The board's decision to include hands-free cellphone use in its
recommendation is likely to prove especially controversial. No states
currently ban hand-free use although many studies show that it is
often as unsafe as hand-held phone use because drivers' minds are on
their conversations rather than what's happening on the road.

Hersman pointed to an Alexandria, Va., accident the board investigated
in which a bus driver talking on a hands-free phone ran into a bridge
despite his being familiar with the route and the presence of warning
signs that the arch was too low for his bus to clear. The roof of the
bus was sheared off.

The board has previously recommended bans on texting and cellphone use
by commercial truck and bus drivers and beginning drivers, but it had
stopped short of calling for a ban on the use of the devices by adults
behind the wheel of passenger cars.

The problem of texting while driving is getting worse despite a rush
by states to ban the practice, Transportation Secretary Ray LaHood
said last week. In November, Pennsylvania became the 35th state to
forbid texting while driving.

About two out of 10 American drivers overall — and half of drivers
between 21 and 24 — say they've thumbed messages or emailed from the
driver's seat, according to a survey of more than 6,000 drivers by the
National Highway Traffic Safety Administration.

However, the survey found that many drivers don't think it's dangerous
when they do it — only when others do.

At any given moment last year on America's streets and highways,
nearly one in every 100 car drivers was texting, emailing, surfing the
Web or otherwise using a hand-held electronic device, the safety
administration said. Those activities were up 50 percent over the
previous year.

Driver distraction wasn't the only significant safety problem
uncovered by NTSB's investigation of the Missouri accident.
Investigators said they believe the pickup driver was suffering from
fatigue that may have eroded his judgment. He had an average of about
five-and-a-half hours of sleep a night in the days leading up to the
accident and had had fewer than five hours of sleep the night before
the accident, they said.

The pickup driver had no history of accidents or traffic violations,
investigators said.

Investigators also found significant problems with the brakes of both
school buses involved in the accident. A third school bus sent to a
hospital after the accident to pick up students crashed in the
hospital parking lot when that bus' brakes failed.

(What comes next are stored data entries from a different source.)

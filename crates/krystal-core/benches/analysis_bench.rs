//! # Analysis Benchmarks
//!
//! Performance benchmarks for krystal-core network analysis.
//!
//! Run with: `cargo bench -p krystal-core`

use criterion::{BenchmarkId, Criterion, criterion_group, criterion_main};
use krystal_core::centrality::{betweenness_centrality, closeness_centrality};
use krystal_core::community::louvain_communities;
use krystal_core::primitives::LOUVAIN_RESOLUTION;
use krystal_core::{
    Entity, EntityId, EntityKind, NetworkSnapshot, PowerMapper, Relationship, export_canonical,
};
use std::hint::black_box;

fn entities(size: u64) -> Vec<Entity> {
    (0..size)
        .map(|i| Entity::new(i, format!("Entity {}", i), EntityKind::Corporation))
        .collect()
}

/// Consecutive entities connected in a line.
fn linear_network(size: u64) -> (Vec<Entity>, Vec<Relationship>) {
    let rels = (1..size)
        .map(|i| Relationship::new(i - 1, i, "link", 0.5))
        .collect();
    (entities(size), rels)
}

/// Entity 0 connected to every other entity.
fn star_network(size: u64) -> (Vec<Entity>, Vec<Relationship>) {
    let rels = (1..size)
        .map(|i| Relationship::new(0u64, i, "link", 0.5))
        .collect();
    (entities(size), rels)
}

/// Cliques of five joined in a chain.
fn clustered_network(size: u64) -> (Vec<Entity>, Vec<Relationship>) {
    let mut rels = Vec::new();
    for base in (0..size).step_by(5) {
        let end = (base + 5).min(size);
        for a in base..end {
            for b in (a + 1)..end {
                rels.push(Relationship::new(a, b, "member", 0.8));
            }
        }
        if base + 5 < size {
            rels.push(Relationship::new(base, base + 5, "bridge", 0.4));
        }
    }
    (entities(size), rels)
}

fn loaded(network: &(Vec<Entity>, Vec<Relationship>)) -> PowerMapper {
    let mut mapper = PowerMapper::default();
    mapper
        .load_network(&network.0, &network.1)
        .expect("load network");
    mapper
}

// =============================================================================
// BENCHMARKS
// =============================================================================

fn bench_full_analysis(c: &mut Criterion) {
    let mut group = c.benchmark_group("full_analysis");

    for size in [50u64, 200].iter() {
        let network = clustered_network(*size);
        group.bench_with_input(BenchmarkId::from_parameter(size), &network, |b, network| {
            b.iter(|| {
                let mut mapper = PowerMapper::default();
                black_box(mapper.analyze_network(&network.0, &network.1))
            });
        });
    }

    group.finish();
}

fn bench_betweenness(c: &mut Criterion) {
    let mut group = c.benchmark_group("betweenness");

    for size in [50u64, 200, 500].iter() {
        let line = loaded(&linear_network(*size));
        let star = loaded(&star_network(*size));

        group.bench_with_input(BenchmarkId::new("linear", size), size, |b, _| {
            b.iter(|| black_box(betweenness_centrality(line.graph())));
        });
        group.bench_with_input(BenchmarkId::new("star", size), size, |b, _| {
            b.iter(|| black_box(betweenness_centrality(star.graph())));
        });
    }

    group.finish();
}

fn bench_closeness(c: &mut Criterion) {
    let mut group = c.benchmark_group("closeness");

    for size in [50u64, 200, 500].iter() {
        let mapper = loaded(&linear_network(*size));
        group.bench_with_input(BenchmarkId::from_parameter(size), size, |b, _| {
            b.iter(|| black_box(closeness_centrality(mapper.graph())));
        });
    }

    group.finish();
}

fn bench_louvain(c: &mut Criterion) {
    let mut group = c.benchmark_group("louvain");

    for size in [50u64, 200, 500].iter() {
        let mapper = loaded(&clustered_network(*size));
        group.bench_with_input(BenchmarkId::from_parameter(size), size, |b, _| {
            b.iter(|| black_box(louvain_communities(mapper.graph(), LOUVAIN_RESOLUTION)));
        });
    }

    group.finish();
}

fn bench_connection_paths(c: &mut Criterion) {
    let mut group = c.benchmark_group("connection_paths");

    for size in [50u64, 200].iter() {
        let mapper = loaded(&clustered_network(*size));
        let from = EntityId::from(0u64);
        let to = EntityId::from(9u64);

        group.bench_with_input(BenchmarkId::from_parameter(size), size, |b, _| {
            b.iter(|| black_box(mapper.find_connection_paths(&from, &to, 5)));
        });
    }

    group.finish();
}

fn bench_export_canonical(c: &mut Criterion) {
    let mut group = c.benchmark_group("export_canonical");

    for size in [100u64, 500, 1000].iter() {
        let (ents, rels) = clustered_network(*size);
        let snapshot = NetworkSnapshot::new(ents, rels);

        group.bench_with_input(BenchmarkId::from_parameter(size), size, |b, _| {
            b.iter(|| black_box(export_canonical(&snapshot)));
        });
    }

    group.finish();
}

criterion_group!(
    benches,
    bench_full_analysis,
    bench_betweenness,
    bench_closeness,
    bench_louvain,
    bench_connection_paths,
    bench_export_canonical,
);
criterion_main!(benches);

However, the brake problems didn't cause or contribute to the severity
of the accident, investigators said.

Another issue involved the difficulty passengers had getting out of
the first school bus after the accident. Its doors were unusable and
passengers had to exit through an emergency window. The raised latch
on the window kept catching on clothing as students tried to escape,
investigators said. Escape was further slowed because the window
design required one person to hold the window up in order for a second
person to crawl through, they said.

It was critical for passengers to leave as quickly as possible because
a large amount of fuel underneath the bus was a serious fire hazard,
investigators said.

"It could have been a much worse situation if there was a fire,"
Donald Karol, the NTSB's highway safety director, said.